Given x^2 - Dy^2 = 1
you have solutions for an ellipse or Pythagorean triples with
(D-1)j^2 + (j+/-1)^2 = (x+y)^2
where j = ((x+Dy) -/+1)/D, and j can be a fraction.
That's the result I started trumpeting just a little bit ago, though I first figured out that you could connect Pell's Equation to Pythagorean triples—when D-1 is a square—or discrete ellipses back in September of last year.
I just kind of wandered off from the result at that time.
Recently I thought about letting D-1 be a target to be factored, but figured out that D-1 always factors out, so that was a no-go, to my relief. Then a poster pointed out that you might factor with x^2 - Dy^2 = 1, using
(x-1)(x+1) = Dy^2.
And here now is the answer I worked out for THAT approach.
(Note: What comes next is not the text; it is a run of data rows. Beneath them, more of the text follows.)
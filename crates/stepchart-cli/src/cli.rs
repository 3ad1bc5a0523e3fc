//! Command-line interface for the stepchart utility
//!
//! Provides a CLI to convert Amazon States Language documents into
//! Mermaid flowchart text.

use anyhow::{anyhow, Result};
use clap::{Parser, Subcommand, ValueEnum};
use std::fs;
use std::io::{self, Read, Write};
use std::path::PathBuf;

use stepchart::asl::StateKind;
use stepchart::core::logging::init_logging;
use stepchart::flowchart::FlowchartCompiler;
use stepchart::Direction;

/// Stepchart - Convert Amazon States Language to Mermaid flowcharts
#[derive(Parser)]
#[command(name = "stepchart")]
#[command(about = "A Rust utility to convert Amazon States Language documents to Mermaid flowcharts")]
#[command(version = env!("CARGO_PKG_VERSION"))]
#[command(author = env!("CARGO_PKG_AUTHORS"))]
pub struct Cli {
    #[command(subcommand)]
    pub command: Commands,

    /// Enable verbose output
    #[arg(short, long)]
    pub verbose: bool,

    /// Set log level (trace|debug|info|warn|error)
    #[arg(long, value_enum, default_value_t = LogLevel::Info)]
    pub log_level: LogLevel,

    /// Set log format (compact|pretty|json)
    #[arg(long, value_enum, default_value_t = LogFormat::Compact)]
    pub log_format: LogFormat,
}

/// Log level options
#[derive(Copy, Clone, Debug, clap::ValueEnum, PartialEq, Eq)]
pub enum LogLevel {
    Trace,
    Debug,
    Info,
    Warn,
    Error,
}

impl LogLevel {
    pub fn as_str(&self) -> &'static str {
        match self {
            LogLevel::Trace => "trace",
            LogLevel::Debug => "debug",
            LogLevel::Info => "info",
            LogLevel::Warn => "warn",
            LogLevel::Error => "error",
        }
    }
}

/// Log format options
#[derive(Copy, Clone, Debug, clap::ValueEnum, PartialEq, Eq)]
pub enum LogFormat {
    Compact,
    Pretty,
    Json,
}

impl LogFormat {
    pub fn as_str(&self) -> &'static str {
        match self {
            LogFormat::Compact => "compact",
            LogFormat::Pretty => "pretty",
            LogFormat::Json => "json",
        }
    }
}

#[derive(Subcommand)]
pub enum Commands {
    /// Convert an ASL document to a Mermaid flowchart
    Convert {
        /// Input file containing the document, JSON or YAML (use - for stdin)
        #[arg(short, long)]
        input: Option<PathBuf>,

        /// Output file for the flowchart text (use - for stdout)
        #[arg(short, long)]
        output: Option<PathBuf>,

        /// Flow direction of the generated chart
        #[arg(long, value_enum, default_value_t = DirectionChoice::Tb)]
        direction: DirectionChoice,
    },

    /// Check whether a document is a renderable state machine
    Validate {
        /// Input file to validate (use - for stdin)
        #[arg(short, long)]
        input: Option<PathBuf>,
    },

    /// Show supported state types
    Types {
        /// Show in JSON format
        #[arg(long)]
        json: bool,
    },
}

/// Supported flow directions
#[derive(Copy, Clone, Debug, ValueEnum, PartialEq, Eq, Default)]
pub enum DirectionChoice {
    /// Top to bottom
    #[default]
    Tb,
    /// Left to right
    Lr,
    /// Right to left
    Rl,
    /// Bottom to top
    Bt,
}

impl From<DirectionChoice> for Direction {
    fn from(value: DirectionChoice) -> Self {
        match value {
            DirectionChoice::Tb => Direction::TopDown,
            DirectionChoice::Lr => Direction::LeftRight,
            DirectionChoice::Rl => Direction::RightLeft,
            DirectionChoice::Bt => Direction::BottomUp,
        }
    }
}

/// Main CLI application
#[derive(Default)]
pub struct StepchartApp;

impl StepchartApp {
    /// Create a new application instance
    pub fn new() -> Self {
        Self
    }

    /// Run the application with the given CLI arguments
    pub fn run(&self, cli: Cli) -> Result<()> {
        // Environment variables take precedence over CLI flags
        let log_level_str = std::env::var("STEPCHART_LOG_LEVEL")
            .ok()
            .or_else(|| std::env::var("RUST_LOG").ok())
            .or_else(|| Some(cli.log_level.as_str().to_string()));

        let log_format_str = std::env::var("STEPCHART_LOG_FORMAT")
            .ok()
            .or_else(|| Some(cli.log_format.as_str().to_string()));

        if let Err(e) = init_logging(log_level_str.as_deref(), log_format_str.as_deref()) {
            eprintln!("Warning: Failed to initialize logging: {}", e);
        }

        if cli.verbose {
            eprintln!("Stepchart v{}", env!("CARGO_PKG_VERSION"));
        }

        match cli.command {
            Commands::Convert {
                input,
                output,
                direction,
            } => self.convert_command(input, output, direction, cli.verbose),
            Commands::Validate { input } => self.validate_command(input, cli.verbose),
            Commands::Types { json } => self.types_command(json, cli.verbose),
        }
    }

    /// Handle the convert command
    fn convert_command(
        &self,
        input: Option<PathBuf>,
        output: Option<PathBuf>,
        direction: DirectionChoice,
        verbose: bool,
    ) -> Result<()> {
        let content = self.read_input(input)?;

        if verbose {
            eprintln!("Read {} bytes of input", content.len());
        }

        let mut compiler = FlowchartCompiler::with_direction(direction.into());
        let mermaid = compiler
            .compile(&content)?
            .ok_or_else(|| anyhow!("document has nothing to render (missing StartAt or empty States)"))?;

        if verbose {
            eprintln!("Successfully compiled document to a flowchart");
        }

        self.write_output(output, &mermaid)?;
        Ok(())
    }

    /// Handle the validate command
    fn validate_command(&self, input: Option<PathBuf>, verbose: bool) -> Result<()> {
        let content = self.read_input(input)?;

        if verbose {
            eprintln!("Read {} bytes of input", content.len());
        }

        let document = stepchart::load(&content)
            .map_err(|e| anyhow!("document is malformed: {}", e))?;

        if !document.has_minimum_shape() {
            return Err(anyhow!(
                "document parsed but is not a renderable state machine (missing StartAt or empty States)"
            ));
        }

        println!("valid: {} state(s), StartAt {}",
            document.states.len(),
            document.start_at.as_deref().unwrap_or_default());
        Ok(())
    }

    /// Handle the types command
    fn types_command(&self, json: bool, verbose: bool) -> Result<()> {
        if verbose {
            eprintln!("Listing supported state types");
        }

        if json {
            let types = serde_json::json!({
                "supported_types": StateKind::names(),
                "total": StateKind::names().len(),
            });
            println!("{}", serde_json::to_string_pretty(&types)?);
        } else {
            println!("Supported state types:");
            for name in StateKind::names() {
                println!("  {}", name);
            }
            println!();
            println!("Total: {} state types supported", StateKind::names().len());
        }

        Ok(())
    }

    /// Read input from a file or stdin (`-` or no path)
    fn read_input(&self, input: Option<PathBuf>) -> Result<String> {
        match input {
            Some(ref path) if path.to_str() != Some("-") => {
                fs::read_to_string(path)
                    .map_err(|e| anyhow!("failed to read {}: {}", path.display(), e))
            }
            _ => {
                let mut buffer = String::new();
                io::stdin().read_to_string(&mut buffer)?;
                Ok(buffer)
            }
        }
    }

    /// Write output to a file or stdout (`-` or no path)
    fn write_output(&self, output: Option<PathBuf>, content: &str) -> Result<()> {
        match output {
            Some(ref path) if path.to_str() != Some("-") => {
                fs::write(path, content)
                    .map_err(|e| anyhow!("failed to write {}: {}", path.display(), e))
            }
            _ => {
                let stdout = io::stdout();
                let mut handle = stdout.lock();
                handle.write_all(content.as_bytes())?;
                Ok(())
            }
        }
    }
}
Where you can easily replace D with T, and x is a fraction. Solving for the variables is done trivially:
(D-1)j^2 = (x+y)^2 - (j+/-1)^2 = (x+y + j +/- 1)(x + y - j -/+ 1)
and it's just a matter of choosing a factorization of the left side. One possibility is:
x+y + j +/- 1 = (D-1)j
x + y - j -/+ 1 = j
but notice you can also factor D-1, for instance, assuming D is an odd number, I know it is even, so I could factor as:
x+y + j +/- 1 = (D-1)/(2j)
x + y - j -/+ 1 = 2j
So there are as many ways to choose factorizations are there are factorizations of D-1.
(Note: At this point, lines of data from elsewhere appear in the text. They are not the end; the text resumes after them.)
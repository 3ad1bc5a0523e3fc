//! Amazon States Language document handling
//!
//! The document model, the deserialization boundary, and shorthand-tag
//! stripping.

mod loader;
mod model;
mod tags;

pub use loader::*;
pub use model::*;
pub use tags::*;
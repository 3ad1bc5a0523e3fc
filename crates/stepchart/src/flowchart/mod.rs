//! Flowchart compilation
//!
//! The traversal context and the recursive compiler that turns a
//! state machine document into Mermaid flowchart text.

mod compiler;
mod context;

pub use compiler::*;
pub use context::*;
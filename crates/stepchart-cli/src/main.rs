//! Stepchart CLI - Convert Amazon States Language to Mermaid flowcharts

mod cli;

use clap::Parser;
use stepchart::core::logging::init_logging;

fn main() {
    let cli_args = cli::Cli::parse();

    // Early init so startup problems are visible; run() reinitializes
    // with the CLI/environment settings.
    if let Err(e) = init_logging(None, None) {
        eprintln!("Warning: Failed to initialize logging: {}", e);
    }

    let app = cli::StepchartApp::new();

    if let Err(e) = app.run(cli_args) {
        eprintln!("Error: {}", e);
        std::process::exit(1);
    }
}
That's key. As you are taking D-1 apart, so the question is, does the math put it back together on the other side to force a trivial factorization? Maybe. That's the open question. If it does then this approach doesn't work.
It's as simple as that.
So you solve for (x+y) and j, given the 2 equations, using whichever factorization you pick.
Once you have them you find x and y, using that first solution for (x+y) and j, with
j = ((x+Dy) -/+1)/D
where now you have two equations again. In one of you have x+y with a number, in the second it is x+Dy, with a number, so it's easy to solve for x and y exactly. Trivial algebra.
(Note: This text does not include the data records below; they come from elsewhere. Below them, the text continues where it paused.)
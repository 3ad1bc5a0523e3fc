//! Stepchart - Convert Amazon States Language to Mermaid flowcharts
//!
//! A library for parsing Amazon States Language (ASL) state machine
//! documents, in JSON or YAML, and compiling them into Mermaid flowchart
//! text.
//!
//! # Quick Start
//!
//! ```rust
//! use stepchart::compile;
//!
//! let input = r#"{"StartAt": "A", "States": {"A": {"Type": "Pass", "End": true}}}"#;
//! let mermaid = compile(input).unwrap().expect("renderable document");
//! assert!(mermaid.starts_with("flowchart TB"));
//! ```
//!
//! # Advanced Usage
//!
//! For more control, use the compiler directly:
//!
//! ```rust
//! use stepchart::prelude::*;
//!
//! let input = r#"{"StartAt": "A", "States": {"A": {"Type": "Succeed", "End": true}}}"#;
//!
//! let mut compiler = FlowchartCompiler::with_direction(Direction::LeftRight);
//! let mermaid = compiler.compile(input).unwrap().expect("renderable document");
//! assert!(mermaid.starts_with("flowchart LR"));
//! assert!(mermaid.contains(":::succeed"));
//! ```

pub mod asl;
pub mod core;
pub mod flowchart;

pub use crate::core::*;

/// Prelude module for convenient imports
pub mod prelude {
    pub use crate::asl::{Catcher, ChoiceRule, Retrier, State, StateKind, StateMachine};
    pub use crate::core::{CompileError, Direction, StyleClass};
    pub use crate::flowchart::{Context, FlowchartCompiler};
}

/// Compile an ASL document to Mermaid flowchart text
///
/// This is the simplest way to turn a state machine document into a
/// diagram. Accepts JSON or YAML.
///
/// # Returns
/// * `Ok(Some(String))` - the Mermaid flowchart text
/// * `Ok(None)` - the document parsed but has nothing renderable
///   (missing `StartAt` or empty `States`)
/// * `Err` - the document is not structurally valid
///
/// # Example
/// ```rust
/// use stepchart::compile;
///
/// let mermaid = compile("StartAt: A\nStates:\n  A:\n    Type: Pass\n    End: true\n")
///     .unwrap()
///     .expect("renderable document");
/// assert!(mermaid.contains("scope0-A"));
/// ```
pub fn compile(input: &str) -> Result<Option<String>, CompileError> {
    flowchart::FlowchartCompiler::new().compile(input)
}

/// Compile with a specific flow direction
///
/// # Example
/// ```rust
/// use stepchart::{compile_with_direction, Direction};
///
/// let input = r#"{"StartAt": "A", "States": {"A": {"Type": "Pass", "End": true}}}"#;
/// let mermaid = compile_with_direction(input, Direction::LeftRight)
///     .unwrap()
///     .expect("renderable document");
/// assert!(mermaid.starts_with("flowchart LR"));
/// ```
pub fn compile_with_direction(
    input: &str,
    direction: Direction,
) -> Result<Option<String>, CompileError> {
    flowchart::FlowchartCompiler::with_direction(direction).compile(input)
}

/// Parse an ASL document into its model without compiling
///
/// Useful when the caller needs to inspect the document itself. Shorthand
/// tags are stripped first, as in [`compile`].
///
/// # Example
/// ```rust
/// use stepchart::load;
///
/// let document = load(r#"{"StartAt": "A", "States": {"A": {"Type": "Pass"}}}"#).unwrap();
/// assert!(document.has_minimum_shape());
/// ```
pub fn load(input: &str) -> Result<asl::StateMachine, CompileError> {
    let stripped = asl::strip_tags(input);
    asl::load_document(&stripped)
}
Now you can substitute into:
x^2 - Dy^2 = 1
But I keep talking about x^2 - Dy^2 = c^2, because the x and y you have are likely to be fractions, but it doesn't matter as you just multiply out the denominators.
What makes this thing so damn scary is that you have to solve for variables TWICE using simultaneous equations, which kind of scrambles things in a way that one would think would make it difficult for the algebra to de-scramble on the other side to force trivial factorizations.
If the algebra does not care, then factoring was never a hard problem.
People just didn't know how to do it, so they thought it was hard.
But hey, the mathematics may save your butts still. It may de-scramble everything on the other side and force a trivial factorization.
Otherwise, it is the end of RSA encryption. Overnight.
Damn thing is actually right. I don't know how it's possible, though there STILL is some minor possibility that it may not work well, but theoretically, it IS the solution to the factoring problem.
What amazes me though is that it can probably sit out indefinitely.
What other explanation for that except the human species is worthless?
So far I have none. If I get some other explanation I will consider something else to do.
But right now, a simple mathematical method for factoring numbers of arbitrary size—it should factor an RSA number faster than you can encrypt with the damn thing—seems to be sitting out in public view—with no impact.
No impact. No acknowledgment.
I feel like maybe I should hold my breath, except that would be useless I think, as it appears, there is no reason to think that will change!
Humanity is, well, proved to be stupid in aggregate. The full evidence is that despite billions of people on the planet, the human species is, dumb.
I live on the planet of dumb and dumber.
Was I cursed or something? Maybe in a former life?
I'm on the planet of the idiots.
[A reply to someone who told James that his method does not work and that if he wanted to know why then he should try to actually factor some numbers.]
No need. You still don't know my modus operandi? I rarely need to test things, as I brainstorm on newsgroups and then put them on my math blog.
I also use Google search rankings to see when something is wrong.
If, as you say, the idea fails, it will drop in Google search rankings.
Right now the primary thread connected to it is RISING, so the Google search engine indicator says you are wrong.
I do not rely on single human beings unless you give me facts. Simply stating something without support does nothing.
Being someone who moves Google search engine results, I can use the Internet as a kind of global computer, seeing a continual vote that pulls in data worldwide.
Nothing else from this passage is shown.